Something Lost, Something Gained
By Hannah Rome
If you’d asked me about community before visiting Amherst last month, my answer might have been different. Growing up, Judaism was my primary vehicle for community. I was Bat Mitzvahed and active in youth group. Most of my friends were Jewish. We were secular Jews; Seinfeld Jews. When my family made our yearly cameo at Yom Kippur to atone with the hangry masses, I hid in the preschool, hoarding the Goldfish. My community saw me through childhood, college and the great post-grad migration to Brooklyn, but I’ve drifted since. I live amongst the gentiles. I’m indifferent toward tradition. My values have evolved, and our community doesn’t always echo that. Like many American Jews, I struggle with my identity, enraged by the war on Gaza and the propaganda I was fed about Israel. In the Old World, Judaism would have been the keystone of my life-- dictating my diet, routine, where I could menstruate without defiling my husband. But, the Old World barely survived the Holocaust, Diaspora, and assimilation. With all my modern ambivalence, I simply opted out.
My family’s link to our history is particularly attenuated.
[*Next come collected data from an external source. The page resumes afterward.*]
//! Target discovery over a scratch site tree

mod common;

use sitecheck::discovery::{snapshot_name, TargetDiscovery};
use sitecheck::ViewportClass;

#[test]
fn test_pages_are_fixed_then_sorted_posts() {
    let site = common::site();
    let discovery = TargetDiscovery::new(&common::config(site.path()));

    assert_eq!(
        discovery.pages(),
        vec![
            "/index.html",
            "/services/index.html",
            "/blog/index.html",
            "/blog/page/2/index.html",
            "/blog/2020/4/the-sources-for-hunts-and-how-to-prioritise.html",
            "/blog/2021/3/first-post.html",
        ]
    );
}

#[test]
fn test_discovery_is_computed_once_per_session() {
    let site = common::site();
    let discovery = TargetDiscovery::new(&common::config(site.path()));
    let first = discovery.content_pages().to_vec();

    // Files added after the first scan do not change this session's targets
    common::write(site.path(), "blog/2022/1/late.html", "<html></html>");
    assert_eq!(discovery.content_pages(), first.as_slice());

    // A fresh session sees them, in sorted position
    let next = TargetDiscovery::new(&common::config(site.path()));
    assert_eq!(next.content_pages().len(), first.len() + 1);
    assert_eq!(next.content_pages()[2], "/blog/2022/1/late.html");
}

#[test]
fn test_sample_post_prefers_configured_post() {
    let site = common::site();
    let discovery = TargetDiscovery::new(&common::config(site.path()));
    assert_eq!(
        discovery.sample_content_page(),
        Some("/blog/2020/4/the-sources-for-hunts-and-how-to-prioritise.html")
    );

    let mut config = common::config(site.path());
    config.preferred_post = "/blog/gone.html".to_string();
    let fallback = TargetDiscovery::new(&config);
    assert_eq!(fallback.sample_content_page(), Some("/blog/2020/4/the-sources-for-hunts-and-how-to-prioritise.html"));
}

#[test]
fn test_missing_content_root_yields_no_posts() {
    let dir = tempfile::tempdir().unwrap();
    let discovery = TargetDiscovery::new(&common::config(dir.path()));
    assert!(discovery.content_pages().is_empty());
    assert_eq!(discovery.sample_content_page(), None);
    assert_eq!(discovery.pages().len(), 4);
}

#[test]
fn test_every_post_maps_to_distinct_baselines() {
    let site = common::site();
    let discovery = TargetDiscovery::new(&common::config(site.path()));

    let mut names: Vec<String> = discovery
        .content_pages()
        .iter()
        .flat_map(|p| ViewportClass::all().map(|c| snapshot_name(p, c)))
        .collect();
    assert!(names.contains(&"blog-2021-3-first-post-mobile.png".to_string()));

    let total = names.len();
    names.sort();
    names.dedup();
    assert_eq!(names.len(), total);
}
After my mom’s parents and elders all died before old age, we were left with a patina of the past, an approximation of our heritage. My mom remembers a few pieces of family lore from growing up, one being that our ancestors owned a publishing house, Rome Publishing (after our last name, Rome) in Latvia. Despite countless genealogical efforts (Henry Louis Gates Jr. still hasn’t returned our email), we never could confirm the story. It was a myth, a hunch, and we preferred to believe it as a longshot than know it as a lie.
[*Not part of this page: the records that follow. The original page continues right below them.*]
//! axe-core accessibility audit run inside a browser page

use std::time::Duration;

use serde::{Deserialize, Serialize};
use serde_json::{json, Value};
use tracing::debug;

use crate::error::{CheckError, CheckResult};
use crate::session::BrowserSession;

/// WCAG 2.1 AA plus axe best practices
pub const WCAG_TAGS: [&str; 5] = ["wcag2a", "wcag2aa", "wcag21a", "wcag21aa", "best-practice"];

const AXE_READY: &str = "typeof window.axe !== 'undefined'";

/// Which rules an audit runs
#[derive(Debug, Clone, PartialEq)]
pub enum RunOnly {
    Tags(Vec<String>),
    Rules(Vec<String>),
}

impl Default for RunOnly {
    fn default() -> Self {
        RunOnly::Tags(WCAG_TAGS.iter().map(|t| t.to_string()).collect())
    }
}

impl RunOnly {
    pub fn rule(rule: &str) -> Self {
        RunOnly::Rules(vec![rule.to_string()])
    }

    fn to_options(&self) -> Value {
        let (kind, values) = match self {
            RunOnly::Tags(v) => ("tag", v),
            RunOnly::Rules(v) => ("rule", v),
        };
        json!({ "runOnly": { "type": kind, "values": values } })
    }
}

#[derive(Debug, Clone, Serialize, Deserialize)]
pub struct Violation {
    pub id: String,

    #[serde(default)]
    pub impact: Option<String>,

    #[serde(default)]
    pub description: String,

    #[serde(default, rename = "helpUrl")]
    pub help_url: String,

    #[serde(default)]
    pub nodes: Vec<ViolationNode>,
}

#[derive(Debug, Clone, Serialize, Deserialize)]
pub struct ViolationNode {
    /// Selector path; nested arrays for shadow DOM targets
    #[serde(default)]
    pub target: Vec<Value>,

    #[serde(default)]
    pub html: String,
}

impl ViolationNode {
    pub fn first_target(&self) -> String {
        match self.target.first() {
            Some(Value::String(s)) => s.clone(),
            Some(other) => other.to_string(),
            None => "unknown".to_string(),
        }
    }
}

impl Violation {
    pub fn is_critical_or_serious(&self) -> bool {
        matches!(self.impact.as_deref(), Some("critical") | Some("serious"))
    }

    /// Whether any affected node matches `selector_fragment` in its target
    /// or `html_fragment` in its markup.
    pub fn touches(&self, selector_fragment: &str, html_fragment: &str) -> bool {
        self.nodes.iter().any(|n| {
            n.first_target().contains(selector_fragment) || n.html.contains(html_fragment)
        })
    }
}

pub fn critical_or_serious(violations: Vec<Violation>) -> Vec<Violation> {
    violations
        .into_iter()
        .filter(Violation::is_critical_or_serious)
        .collect()
}

/// Human-readable listing: impact, description, help URL and up to three
/// affected elements per violation.
pub fn format_violations(violations: &[Violation]) -> String {
    if violations.is_empty() {
        return "No violations found".to_string();
    }

    let mut messages = Vec::new();
    for v in violations {
        let impact = v.impact.as_deref().unwrap_or("unknown").to_uppercase();
        let mut nodes: Vec<String> = v
            .nodes
            .iter()
            .take(3)
            .map(|n| format!("  - {}", n.first_target()))
            .collect();
        if v.nodes.len() > 3 {
            nodes.push(format!("  - ... and {} more", v.nodes.len() - 3));
        }

        messages.push(format!(
            "\n[{}] {}\nHelp: {}\nAffected elements:\n{}",
            impact,
            v.description,
            v.help_url,
            nodes.join("\n")
        ));
    }
    messages.join("\n")
}

#[derive(Debug, Deserialize)]
struct AxeResults {
    #[serde(default)]
    violations: Vec<Violation>,
}

/// axe-core loaded into a page on demand
#[derive(Debug, Clone)]
pub struct AxeAudit {
    script_url: String,
    ready_timeout: Duration,
}

impl AxeAudit {
    pub fn new(script_url: impl Into<String>, ready_timeout: Duration) -> Self {
        Self {
            script_url: script_url.into(),
            ready_timeout,
        }
    }

    /// Load axe-core unless the page already has it, then wait for it.
    pub async fn inject(&self, session: &dyn BrowserSession) -> CheckResult<()> {
        if session.evaluate(AXE_READY).await? == Value::Bool(true) {
            return Ok(());
        }

        debug!("Injecting axe-core from {}", self.script_url);
        session.add_script_tag(&self.script_url).await?;
        session
            .wait_for_function(AXE_READY, self.ready_timeout)
            .await
            .map_err(|_| CheckError::Timeout(format!("axe-core from {}", self.script_url)))
    }

    /// Run the audit, optionally scoped to a CSS selector.
    pub async fn run(
        &self,
        session: &dyn BrowserSession,
        context: Option<&str>,
        run_only: &RunOnly,
    ) -> CheckResult<Vec<Violation>> {
        self.inject(session).await?;

        let expression = run_expression(context, run_only)?;
        let results: AxeResults = serde_json::from_value(session.evaluate(&expression).await?)?;
        debug!("axe-core reported {} violation(s)", results.violations.len());
        Ok(results.violations)
    }
}

fn run_expression(context: Option<&str>, run_only: &RunOnly) -> CheckResult<String> {
    let options = serde_json::to_string(&run_only.to_options())?;
    let call = match context {
        Some(selector) => format!("axe.run({}, {})", serde_json::to_string(selector)?, options),
        None => format!("axe.run({})", options),
    };
    Ok(format!("(async () => await {})()", call))
}

#[cfg(test)]
mod tests {
    use super::*;

    fn violation(impact: &str, targets: &[&str]) -> Violation {
        Violation {
            id: "color-contrast".to_string(),
            impact: Some(impact.to_string()),
            description: "Elements must have sufficient color contrast".to_string(),
            help_url: "https://dequeuniversity.com/rules/axe/4.8/color-contrast".to_string(),
            nodes: targets
                .iter()
                .map(|t| ViolationNode {
                    target: vec![json!(t)],
                    html: String::new(),
                })
                .collect(),
        }
    }

    #[test]
    fn test_critical_or_serious_filter() {
        let kept = critical_or_serious(vec![
            violation("minor", &["p"]),
            violation("serious", &["a"]),
            violation("critical", &["img"]),
            violation("moderate", &["h3"]),
        ]);
        let impacts: Vec<_> = kept.iter().map(|v| v.impact.as_deref().unwrap()).collect();
        assert_eq!(impacts, vec!["serious", "critical"]);
    }

    #[test]
    fn test_format_truncates_nodes() {
        let text = format_violations(&[violation("serious", &["a", "b", "c", "d", "e"])]);
        assert!(text.contains("[SERIOUS] Elements must have sufficient color contrast"));
        assert!(text.contains("  - c"));
        assert!(!text.contains("  - d"));
        assert!(text.contains("  - ... and 2 more"));
    }

    #[test]
    fn test_format_empty() {
        assert_eq!(format_violations(&[]), "No violations found");
    }

    #[test]
    fn test_touches_matches_target_or_html() {
        let mut v = violation("serious", &[".button.primary.large"]);
        assert!(v.touches(".large", "button.primary.large"));
        v.nodes[0].target = vec![json!("#banner")];
        v.nodes[0].html = "<a class=\"button.primary.large\">".to_string();
        assert!(v.touches(".large", "button.primary.large"));
        v.nodes[0].html.clear();
        assert!(!v.touches(".large", "button.primary.large"));
    }

    #[test]
    fn test_run_expression_quotes_context() {
        let expr = run_expression(Some("#main"), &RunOnly::rule("color-contrast")).unwrap();
        assert_eq!(
            expr,
            r##"(async () => await axe.run("#main", {"runOnly":{"type":"rule","values":["color-contrast"]}}))()"##
        );

        let expr = run_expression(None, &RunOnly::default()).unwrap();
        assert!(expr.contains(r#""type":"tag""#));
        assert!(expr.contains("wcag21aa"));
    }

    #[test]
    fn test_violation_parses_axe_json() {
        let raw = json!({
            "violations": [{
                "id": "image-alt",
                "impact": "critical",
                "description": "Images must have alternate text",
                "helpUrl": "https://example.invalid/image-alt",
                "nodes": [{"target": [["#host", "img"]], "html": "<img>"}]
            }]
        });
        let results: AxeResults = serde_json::from_value(raw).unwrap();
        assert_eq!(results.violations[0].nodes[0].first_target(), r##"["#host","img"]"##);
    }
}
When I first toured colleges ten years ago, my mom was battling metastatic breast cancer. She stayed home, debilitated by chemo, while my Dad and I planned an uncertain future. Our trip to Amherst last month was a celebration, a chance to reclaim lost time with her strong and healthy by my side. While the trip focused on my graduate education, my mom made one request that we stop by the Yiddish Book Center on the Hampshire campus. She called ahead to inquire about Rome Publishing while I hopped in the shower, due to my talent for missing watershed moments. A bibliography fellow answered, cracking our family mythology wide open. Romm Publishing (pronounced Rome) was the largest publisher of Jewish and Yiddish books in Europe, preserving up to 90% of literature in the region before its destruction in the Pogroms. At the Center, the fellow deepened our family lore with stories about the Romms. Together we roamed the petrichor-scented library stacks, surrounded by remnants of our nearly lost history.
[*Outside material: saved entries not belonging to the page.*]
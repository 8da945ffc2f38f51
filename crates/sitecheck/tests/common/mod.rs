//! Shared fixtures: a miniature copy of the site on disk

#![allow(dead_code)]

use std::fs;
use std::path::Path;

use sitecheck::HarnessConfig;
use tempfile::TempDir;

pub const HOME: &str = r##"<!DOCTYPE html>
<html lang="en">
<head>
  <meta charset="utf-8" />
  <meta name="viewport" content="width=device-width, initial-scale=1" />
  <meta name="description" content="Threat hunting and detection engineering" />
  <title>MB Secure</title>
  <link rel="stylesheet" href="assets/css/main.css" />
</head>
<body class="is-preload">
  <nav id="nav">
    <a href="#about">About</a>
    <a href="services/">Services</a>
    <a href="blog/index.html">Blog</a>
    <a href="mailto:info@mbsecure.nl">Mail</a>
    <a href="tel:+31600000000">Call</a>
    <a href="https://github.com/marcusbakker" target="_blank">GitHub</a>
  </nav>
  <section id="about"><img src="images/logo.png" alt="logo" /></section>
  <script src="assets/js/main.js"></script>
</body>
</html>
"##;

pub const BLOG_INDEX: &str = r##"<!DOCTYPE html>
<html>
<head>
  <meta charset="utf-8" />
  <meta name="viewport" content="width=device-width" />
  <meta name="description" content="Blog" />
  <title>Blog - MB Secure</title>
</head>
<body>
  <a href="../index.html#about">About</a>
  <a href="2021/3/first-post.html">First post</a>
  <a href="page/2/index.html">Next</a>
</body>
</html>
"##;

pub const SERVICES: &str = r##"<!DOCTYPE html>
<html lang="en">
<head>
  <meta charset="utf-8" />
  <meta name="viewport" content="width=device-width, initial-scale=1" />
  <meta name="description" content="Services offered by MB Secure" />
  <title>Services - MB Secure</title>
</head>
<body>
  <nav id="nav">
    <a href="../index.html#about">About</a>
    <a href="./">Services</a>
    <a href="../blog/index.html">Blog</a>
  </nav>
  <section id="services">Threat hunting, detection engineering and training.</section>
</body>
</html>
"##;

pub const POST: &str = r##"<!DOCTYPE html>
<html lang="en">
<head>
  <meta charset="utf-8" />
  <meta name="viewport" content="width=device-width, initial-scale=1" />
  <meta name="description" content="A post about threat hunting" />
  <title>Post - MB Secure</title>
</head>
<body>
  <a href="../../../index.html">Home</a>
  <a href="../../index.html">Back to blog</a>
  <article><h1>Post</h1><pre><code>index=main sourcetype=sysmon</code></pre></article>
</body>
</html>
"##;

pub const BROKEN: &str = r##"<!DOCTYPE html>
<html>
<head><title>Broken</title></head>
<body>
  <a href="missing.html">one</a>
  <a href="missing.html#again">same target twice</a>
  <a href="gone/index.html">two</a>
  <a href="index.html">fine</a>
  <img src="images/nope.png" />
  <img src="images/logo.png" />
  <img src="https://cdn.example.com/remote.png" />
</body>
</html>
"##;

/// Write `contents` to `root/relative`, creating parent directories
pub fn write(root: &Path, relative: &str, contents: impl AsRef<[u8]>) {
    let path = root.join(relative);
    if let Some(parent) = path.parent() {
        fs::create_dir_all(parent).unwrap();
    }
    fs::write(path, contents).unwrap();
}

/// Site tree with the fixed pages, two posts, assets and one broken page
pub fn site() -> TempDir {
    let dir = tempfile::tempdir().unwrap();
    let root = dir.path();

    write(root, "index.html", HOME);
    write(root, "services/index.html", SERVICES);
    write(root, "blog/index.html", BLOG_INDEX);
    let page_2 = BLOG_INDEX
        .replace("Blog - MB", "Blog - Page 2 - MB")
        .replace("../index.html", "../../../index.html")
        .replace("2021/3/", "../../2021/3/")
        .replace("page/2/index.html", "../../index.html");
    write(root, "blog/page/2/index.html", page_2);
    write(root, "blog/2021/3/first-post.html", POST.replace("Post - ", "First post - "));
    write(root, "blog/2020/4/the-sources-for-hunts-and-how-to-prioritise.html", POST);
    write(root, "broken.html", BROKEN);

    write(root, "assets/css/main.css", "body { margin: 0; }\n".repeat(10));
    write(root, "assets/css/fontawesome-all.min.css", ".fa{}");
    write(root, "assets/js/main.js", "(function(){})();");
    write(root, "images/logo.png", [0x89u8, b'P', b'N', b'G']);
    write(root, "images/marcus.jpg", [0xffu8, 0xd8, 0xff]);

    dir
}

/// Config for `site` on an ephemeral port with no third-party resources
pub fn config(site: &Path) -> HarnessConfig {
    let mut config = HarnessConfig {
        site_root: site.to_path_buf(),
        external_resources: Vec::new(),
        ..Default::default()
    };
    config.server.port = 0;
    config
}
Authenticating this part of our past illuminated my connection to it. I’m not just part of a Jewish legacy, but a literary one. I didn’t have to rediscover my Judaism or adopt antiquated customs (even my Rabbi sneaks an occasional cheesesteak). Instead, my predecessors found me exactly as I am-- a writer, first and foremost. Now, I’ve recontextualized my heritage in their image: championing literature, art, history and ideas. Emerging from my rejection of it, my new Jewish identity is about resilience-- finding what’s been lost and carrying it on. I could never help bringing Judaism into my writing. Now I know why.